* Excerpted data *
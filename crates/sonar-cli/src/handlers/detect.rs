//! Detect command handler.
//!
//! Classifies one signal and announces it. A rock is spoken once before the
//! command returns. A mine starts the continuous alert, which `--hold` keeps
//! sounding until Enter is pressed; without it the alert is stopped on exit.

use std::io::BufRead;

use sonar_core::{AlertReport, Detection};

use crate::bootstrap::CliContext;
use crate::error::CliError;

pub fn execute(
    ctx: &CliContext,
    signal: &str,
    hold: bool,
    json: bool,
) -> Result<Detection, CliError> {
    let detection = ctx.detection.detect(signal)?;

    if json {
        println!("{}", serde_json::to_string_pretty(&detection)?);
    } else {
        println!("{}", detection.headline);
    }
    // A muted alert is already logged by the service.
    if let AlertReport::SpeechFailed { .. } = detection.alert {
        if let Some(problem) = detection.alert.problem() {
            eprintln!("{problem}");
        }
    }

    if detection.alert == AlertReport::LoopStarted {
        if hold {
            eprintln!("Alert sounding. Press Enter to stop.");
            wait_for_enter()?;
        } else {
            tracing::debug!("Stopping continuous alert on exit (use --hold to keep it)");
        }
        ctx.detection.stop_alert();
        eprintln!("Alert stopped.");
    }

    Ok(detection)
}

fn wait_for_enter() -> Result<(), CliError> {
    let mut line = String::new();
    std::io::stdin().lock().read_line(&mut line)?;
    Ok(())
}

...

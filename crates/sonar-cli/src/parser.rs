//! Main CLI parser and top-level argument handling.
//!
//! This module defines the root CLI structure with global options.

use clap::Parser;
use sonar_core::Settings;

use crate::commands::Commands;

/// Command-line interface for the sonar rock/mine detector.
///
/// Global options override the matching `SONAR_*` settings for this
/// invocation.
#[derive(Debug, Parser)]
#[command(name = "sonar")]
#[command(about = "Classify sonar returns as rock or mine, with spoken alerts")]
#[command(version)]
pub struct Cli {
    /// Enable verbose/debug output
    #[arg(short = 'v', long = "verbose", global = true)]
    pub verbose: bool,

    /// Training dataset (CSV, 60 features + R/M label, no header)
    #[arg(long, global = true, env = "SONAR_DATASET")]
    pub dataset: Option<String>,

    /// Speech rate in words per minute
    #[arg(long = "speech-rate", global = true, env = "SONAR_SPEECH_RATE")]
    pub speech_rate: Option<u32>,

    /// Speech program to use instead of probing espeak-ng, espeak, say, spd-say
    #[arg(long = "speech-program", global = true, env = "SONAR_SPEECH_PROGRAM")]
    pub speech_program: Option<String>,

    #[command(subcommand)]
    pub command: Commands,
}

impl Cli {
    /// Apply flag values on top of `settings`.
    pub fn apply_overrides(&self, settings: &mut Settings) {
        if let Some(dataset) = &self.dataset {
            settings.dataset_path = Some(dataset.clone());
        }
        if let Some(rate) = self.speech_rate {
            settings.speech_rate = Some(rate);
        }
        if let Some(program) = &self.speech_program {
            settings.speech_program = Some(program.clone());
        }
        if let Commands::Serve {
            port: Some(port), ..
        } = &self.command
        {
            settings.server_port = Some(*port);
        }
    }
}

* What is needed *
The output should be exactly the lines above from the line containing "command returns. A" to the line containing "-> Result<Detection, CliError>", inclusive, with no other lines.

* Solution to the problem *
//! command returns. A mine starts the continuous alert, which `--hold` keeps
//! sounding until Enter is pressed; without it the alert is stopped on exit.

use std::io::BufRead;

use sonar_core::{AlertReport, Detection};

use crate::bootstrap::CliContext;
use crate::error::CliError;

pub fn execute(
    ctx: &CliContext,
    signal: &str,
    hold: bool,
    json: bool,
) -> Result<Detection, CliError> {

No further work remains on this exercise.